■ **PROBLEM DETAILS**
Set down exactly the lines in the records below that run from the line with "filename crates/engine/src/detectors/consistency.rs" to the line with "let consistent = match", inclusive, and nothing more.

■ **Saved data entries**
··········

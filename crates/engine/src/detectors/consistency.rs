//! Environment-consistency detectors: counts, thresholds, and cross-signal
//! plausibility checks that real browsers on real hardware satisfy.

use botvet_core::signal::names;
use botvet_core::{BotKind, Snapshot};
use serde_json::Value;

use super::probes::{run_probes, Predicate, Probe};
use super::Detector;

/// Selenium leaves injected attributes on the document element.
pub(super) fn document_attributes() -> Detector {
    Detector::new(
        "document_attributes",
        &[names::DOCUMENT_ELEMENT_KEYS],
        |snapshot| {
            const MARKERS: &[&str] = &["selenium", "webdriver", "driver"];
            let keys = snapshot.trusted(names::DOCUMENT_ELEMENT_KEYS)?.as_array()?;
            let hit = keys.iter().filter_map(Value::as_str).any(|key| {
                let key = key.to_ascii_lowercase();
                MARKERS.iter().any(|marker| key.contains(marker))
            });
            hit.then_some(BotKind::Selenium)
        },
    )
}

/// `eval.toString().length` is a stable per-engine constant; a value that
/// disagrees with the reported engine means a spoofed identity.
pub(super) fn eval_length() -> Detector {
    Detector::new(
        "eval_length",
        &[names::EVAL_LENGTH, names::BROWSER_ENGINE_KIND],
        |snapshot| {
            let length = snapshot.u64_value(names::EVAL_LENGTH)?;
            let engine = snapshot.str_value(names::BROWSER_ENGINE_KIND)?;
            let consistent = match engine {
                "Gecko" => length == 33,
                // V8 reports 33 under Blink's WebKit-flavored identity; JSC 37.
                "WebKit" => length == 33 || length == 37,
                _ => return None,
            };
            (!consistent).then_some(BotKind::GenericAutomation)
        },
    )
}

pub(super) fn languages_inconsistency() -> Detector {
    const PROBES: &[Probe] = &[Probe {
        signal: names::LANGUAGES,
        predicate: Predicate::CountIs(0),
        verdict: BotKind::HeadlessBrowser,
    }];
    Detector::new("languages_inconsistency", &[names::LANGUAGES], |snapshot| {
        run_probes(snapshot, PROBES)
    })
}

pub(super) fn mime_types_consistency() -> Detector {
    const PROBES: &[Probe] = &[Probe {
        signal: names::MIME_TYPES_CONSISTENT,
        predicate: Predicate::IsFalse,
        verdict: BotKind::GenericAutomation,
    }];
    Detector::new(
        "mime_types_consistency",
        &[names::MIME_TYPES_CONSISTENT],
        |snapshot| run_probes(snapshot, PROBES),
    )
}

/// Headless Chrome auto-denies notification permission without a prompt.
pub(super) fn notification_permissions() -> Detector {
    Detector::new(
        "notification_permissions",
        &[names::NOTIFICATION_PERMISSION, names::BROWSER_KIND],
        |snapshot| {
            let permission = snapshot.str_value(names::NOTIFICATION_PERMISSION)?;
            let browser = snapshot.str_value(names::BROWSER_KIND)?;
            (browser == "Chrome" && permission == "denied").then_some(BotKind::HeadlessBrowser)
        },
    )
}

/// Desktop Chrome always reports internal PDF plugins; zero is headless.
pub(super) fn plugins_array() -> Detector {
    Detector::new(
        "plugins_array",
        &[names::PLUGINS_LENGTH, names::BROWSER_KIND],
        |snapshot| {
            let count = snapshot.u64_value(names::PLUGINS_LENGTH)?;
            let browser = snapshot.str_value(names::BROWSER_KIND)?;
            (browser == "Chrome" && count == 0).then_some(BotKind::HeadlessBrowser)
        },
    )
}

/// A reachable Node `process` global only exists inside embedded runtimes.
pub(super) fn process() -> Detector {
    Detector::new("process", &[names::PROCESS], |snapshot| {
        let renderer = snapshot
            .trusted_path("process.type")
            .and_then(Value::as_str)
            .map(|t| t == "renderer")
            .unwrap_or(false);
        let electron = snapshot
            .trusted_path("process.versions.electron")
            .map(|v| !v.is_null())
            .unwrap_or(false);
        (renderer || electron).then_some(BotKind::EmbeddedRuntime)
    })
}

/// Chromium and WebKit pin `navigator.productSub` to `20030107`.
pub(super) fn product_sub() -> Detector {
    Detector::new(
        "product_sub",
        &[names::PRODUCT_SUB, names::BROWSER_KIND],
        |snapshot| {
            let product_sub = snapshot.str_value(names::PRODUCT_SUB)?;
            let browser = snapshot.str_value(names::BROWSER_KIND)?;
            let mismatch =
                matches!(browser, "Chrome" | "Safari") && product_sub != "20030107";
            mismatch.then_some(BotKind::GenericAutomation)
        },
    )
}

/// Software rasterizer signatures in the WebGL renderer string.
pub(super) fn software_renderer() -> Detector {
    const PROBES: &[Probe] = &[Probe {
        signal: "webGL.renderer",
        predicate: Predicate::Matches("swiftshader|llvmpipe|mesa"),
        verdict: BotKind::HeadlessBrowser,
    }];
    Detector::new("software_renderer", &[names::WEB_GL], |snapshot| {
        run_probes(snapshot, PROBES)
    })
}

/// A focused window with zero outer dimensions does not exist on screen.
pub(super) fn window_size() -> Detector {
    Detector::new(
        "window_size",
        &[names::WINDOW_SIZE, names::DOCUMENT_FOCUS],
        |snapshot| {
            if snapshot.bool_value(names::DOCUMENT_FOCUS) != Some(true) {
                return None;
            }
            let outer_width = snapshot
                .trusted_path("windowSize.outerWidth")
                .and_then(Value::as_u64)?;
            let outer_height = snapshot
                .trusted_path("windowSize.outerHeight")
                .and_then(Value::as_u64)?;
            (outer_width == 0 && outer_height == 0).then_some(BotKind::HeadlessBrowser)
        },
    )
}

··········

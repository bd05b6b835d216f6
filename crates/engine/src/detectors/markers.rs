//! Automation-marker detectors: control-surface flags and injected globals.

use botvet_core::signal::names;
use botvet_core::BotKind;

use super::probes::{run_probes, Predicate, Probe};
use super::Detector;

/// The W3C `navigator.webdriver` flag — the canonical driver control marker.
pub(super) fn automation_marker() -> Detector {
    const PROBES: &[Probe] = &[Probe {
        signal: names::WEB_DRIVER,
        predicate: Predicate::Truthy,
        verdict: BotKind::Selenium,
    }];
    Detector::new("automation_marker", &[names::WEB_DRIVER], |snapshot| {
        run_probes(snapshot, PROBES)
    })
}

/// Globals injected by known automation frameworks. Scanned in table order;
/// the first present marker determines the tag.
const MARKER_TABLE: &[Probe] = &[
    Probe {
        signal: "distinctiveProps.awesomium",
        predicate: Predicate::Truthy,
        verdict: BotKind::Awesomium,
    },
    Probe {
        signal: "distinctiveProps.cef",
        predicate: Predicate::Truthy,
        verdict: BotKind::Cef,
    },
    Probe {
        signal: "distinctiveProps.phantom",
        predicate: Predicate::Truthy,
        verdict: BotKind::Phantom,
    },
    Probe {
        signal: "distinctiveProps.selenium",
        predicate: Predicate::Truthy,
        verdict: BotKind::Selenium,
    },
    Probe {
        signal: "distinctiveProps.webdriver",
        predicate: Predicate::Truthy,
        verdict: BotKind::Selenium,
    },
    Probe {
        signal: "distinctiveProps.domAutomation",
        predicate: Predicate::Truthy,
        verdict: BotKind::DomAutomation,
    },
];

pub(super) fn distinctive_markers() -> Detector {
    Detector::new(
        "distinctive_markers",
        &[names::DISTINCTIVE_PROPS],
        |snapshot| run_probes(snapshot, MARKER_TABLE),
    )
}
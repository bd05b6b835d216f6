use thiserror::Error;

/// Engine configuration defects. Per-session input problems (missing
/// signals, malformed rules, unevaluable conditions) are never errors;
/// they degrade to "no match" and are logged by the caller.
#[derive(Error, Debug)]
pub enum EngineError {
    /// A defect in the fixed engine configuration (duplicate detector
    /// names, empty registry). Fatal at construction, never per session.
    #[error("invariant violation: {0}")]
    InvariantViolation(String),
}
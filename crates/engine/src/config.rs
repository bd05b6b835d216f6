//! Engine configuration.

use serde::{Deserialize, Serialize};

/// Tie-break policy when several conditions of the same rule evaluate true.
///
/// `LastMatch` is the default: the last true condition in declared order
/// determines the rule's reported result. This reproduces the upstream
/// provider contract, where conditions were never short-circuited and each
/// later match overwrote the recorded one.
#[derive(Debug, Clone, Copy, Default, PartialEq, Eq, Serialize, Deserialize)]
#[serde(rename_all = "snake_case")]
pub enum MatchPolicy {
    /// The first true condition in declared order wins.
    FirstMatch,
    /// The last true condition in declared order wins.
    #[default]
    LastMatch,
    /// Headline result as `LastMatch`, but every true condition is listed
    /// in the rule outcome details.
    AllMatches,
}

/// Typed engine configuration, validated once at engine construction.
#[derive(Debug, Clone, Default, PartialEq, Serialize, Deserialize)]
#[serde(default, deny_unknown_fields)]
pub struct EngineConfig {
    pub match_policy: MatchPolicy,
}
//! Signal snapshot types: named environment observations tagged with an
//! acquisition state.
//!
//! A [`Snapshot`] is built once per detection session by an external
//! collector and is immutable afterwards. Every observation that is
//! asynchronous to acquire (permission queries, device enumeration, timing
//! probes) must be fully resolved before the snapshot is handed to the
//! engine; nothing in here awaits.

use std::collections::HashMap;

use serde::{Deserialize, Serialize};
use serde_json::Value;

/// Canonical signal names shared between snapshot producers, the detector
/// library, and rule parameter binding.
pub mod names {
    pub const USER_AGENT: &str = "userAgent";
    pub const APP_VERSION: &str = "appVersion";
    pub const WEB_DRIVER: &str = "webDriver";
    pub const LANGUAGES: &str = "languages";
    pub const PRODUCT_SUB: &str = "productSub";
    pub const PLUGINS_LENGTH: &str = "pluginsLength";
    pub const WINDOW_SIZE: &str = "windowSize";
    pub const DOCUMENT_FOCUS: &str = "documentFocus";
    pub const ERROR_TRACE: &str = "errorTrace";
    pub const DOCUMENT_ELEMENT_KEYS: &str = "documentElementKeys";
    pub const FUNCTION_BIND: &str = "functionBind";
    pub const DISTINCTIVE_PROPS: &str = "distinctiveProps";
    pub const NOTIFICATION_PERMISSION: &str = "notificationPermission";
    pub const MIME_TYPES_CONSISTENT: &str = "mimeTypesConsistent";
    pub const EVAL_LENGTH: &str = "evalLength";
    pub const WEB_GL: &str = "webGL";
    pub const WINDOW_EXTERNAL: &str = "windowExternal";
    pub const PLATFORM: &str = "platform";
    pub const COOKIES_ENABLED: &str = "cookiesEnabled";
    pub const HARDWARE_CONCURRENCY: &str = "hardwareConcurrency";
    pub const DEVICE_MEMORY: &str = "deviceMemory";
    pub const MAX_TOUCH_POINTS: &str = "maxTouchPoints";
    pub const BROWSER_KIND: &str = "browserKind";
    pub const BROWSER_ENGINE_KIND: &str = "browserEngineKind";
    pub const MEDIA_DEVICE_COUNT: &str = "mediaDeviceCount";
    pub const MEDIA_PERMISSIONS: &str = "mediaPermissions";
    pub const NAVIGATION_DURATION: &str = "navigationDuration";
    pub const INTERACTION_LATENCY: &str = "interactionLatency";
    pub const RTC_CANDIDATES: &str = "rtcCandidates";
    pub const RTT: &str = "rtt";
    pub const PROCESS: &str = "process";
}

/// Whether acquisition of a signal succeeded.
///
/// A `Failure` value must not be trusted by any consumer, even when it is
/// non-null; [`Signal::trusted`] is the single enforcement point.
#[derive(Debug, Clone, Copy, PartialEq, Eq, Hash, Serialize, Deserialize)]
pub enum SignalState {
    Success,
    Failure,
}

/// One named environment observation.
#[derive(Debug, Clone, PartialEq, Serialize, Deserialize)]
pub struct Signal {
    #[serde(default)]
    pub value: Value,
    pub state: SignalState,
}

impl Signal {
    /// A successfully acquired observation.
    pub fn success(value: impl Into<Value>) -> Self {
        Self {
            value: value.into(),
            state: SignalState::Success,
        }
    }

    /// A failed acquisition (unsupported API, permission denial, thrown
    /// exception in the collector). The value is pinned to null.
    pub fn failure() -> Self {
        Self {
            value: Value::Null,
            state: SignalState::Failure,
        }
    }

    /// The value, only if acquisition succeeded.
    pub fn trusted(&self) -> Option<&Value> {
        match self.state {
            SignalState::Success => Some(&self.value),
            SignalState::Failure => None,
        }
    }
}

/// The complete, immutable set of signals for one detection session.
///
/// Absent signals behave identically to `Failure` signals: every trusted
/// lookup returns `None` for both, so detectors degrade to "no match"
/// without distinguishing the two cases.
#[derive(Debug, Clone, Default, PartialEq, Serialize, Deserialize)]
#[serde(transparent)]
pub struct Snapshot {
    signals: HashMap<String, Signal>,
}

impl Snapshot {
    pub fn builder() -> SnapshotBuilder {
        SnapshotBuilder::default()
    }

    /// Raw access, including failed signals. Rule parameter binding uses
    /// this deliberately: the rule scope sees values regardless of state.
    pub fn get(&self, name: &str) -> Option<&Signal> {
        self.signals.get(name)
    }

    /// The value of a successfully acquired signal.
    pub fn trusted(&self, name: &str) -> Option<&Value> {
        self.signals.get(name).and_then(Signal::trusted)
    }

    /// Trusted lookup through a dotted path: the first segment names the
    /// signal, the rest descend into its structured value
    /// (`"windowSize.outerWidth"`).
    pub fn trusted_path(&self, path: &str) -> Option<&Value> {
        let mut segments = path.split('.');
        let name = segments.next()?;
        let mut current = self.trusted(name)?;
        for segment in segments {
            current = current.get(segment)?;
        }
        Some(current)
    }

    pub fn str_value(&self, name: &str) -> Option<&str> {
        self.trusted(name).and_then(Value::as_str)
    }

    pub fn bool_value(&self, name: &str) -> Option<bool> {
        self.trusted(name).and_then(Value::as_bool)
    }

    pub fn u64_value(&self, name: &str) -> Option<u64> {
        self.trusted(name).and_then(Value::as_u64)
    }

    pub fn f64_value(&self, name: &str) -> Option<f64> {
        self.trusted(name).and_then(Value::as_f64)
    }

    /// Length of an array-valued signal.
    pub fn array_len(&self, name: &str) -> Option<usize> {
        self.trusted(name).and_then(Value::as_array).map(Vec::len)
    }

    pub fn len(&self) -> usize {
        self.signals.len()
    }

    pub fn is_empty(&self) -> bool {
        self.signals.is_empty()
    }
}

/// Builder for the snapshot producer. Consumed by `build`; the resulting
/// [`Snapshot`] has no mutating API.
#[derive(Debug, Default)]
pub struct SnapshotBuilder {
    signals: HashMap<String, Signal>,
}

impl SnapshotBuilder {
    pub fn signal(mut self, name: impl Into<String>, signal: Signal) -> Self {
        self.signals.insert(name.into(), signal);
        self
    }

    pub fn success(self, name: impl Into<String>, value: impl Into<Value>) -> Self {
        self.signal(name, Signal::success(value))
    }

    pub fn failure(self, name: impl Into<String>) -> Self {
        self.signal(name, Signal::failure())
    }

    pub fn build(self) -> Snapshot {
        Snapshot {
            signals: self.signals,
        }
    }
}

··········

■ **WRITTEN SOLUTION**
filename crates/engine/src/detectors/consistency.rs
//! Environment-consistency detectors: counts, thresholds, and cross-signal
//! plausibility checks that real browsers on real hardware satisfy.

use botvet_core::signal::names;
use botvet_core::{BotKind, Snapshot};
use serde_json::Value;

use super::probes::{run_probes, Predicate, Probe};
use super::Detector;

/// Selenium leaves injected attributes on the document element.
pub(super) fn document_attributes() -> Detector {
    Detector::new(
        "document_attributes",
        &[names::DOCUMENT_ELEMENT_KEYS],
        |snapshot| {
            const MARKERS: &[&str] = &["selenium", "webdriver", "driver"];
            let keys = snapshot.trusted(names::DOCUMENT_ELEMENT_KEYS)?.as_array()?;
            let hit = keys.iter().filter_map(Value::as_str).any(|key| {
                let key = key.to_ascii_lowercase();
                MARKERS.iter().any(|marker| key.contains(marker))
            });
            hit.then_some(BotKind::Selenium)
        },
    )
}

/// `eval.toString().length` is a stable per-engine constant; a value that
/// disagrees with the reported engine means a spoofed identity.
pub(super) fn eval_length() -> Detector {
    Detector::new(
        "eval_length",
        &[names::EVAL_LENGTH, names::BROWSER_ENGINE_KIND],
        |snapshot| {
            let length = snapshot.u64_value(names::EVAL_LENGTH)?;
            let engine = snapshot.str_value(names::BROWSER_ENGINE_KIND)?;
            let consistent = match engine {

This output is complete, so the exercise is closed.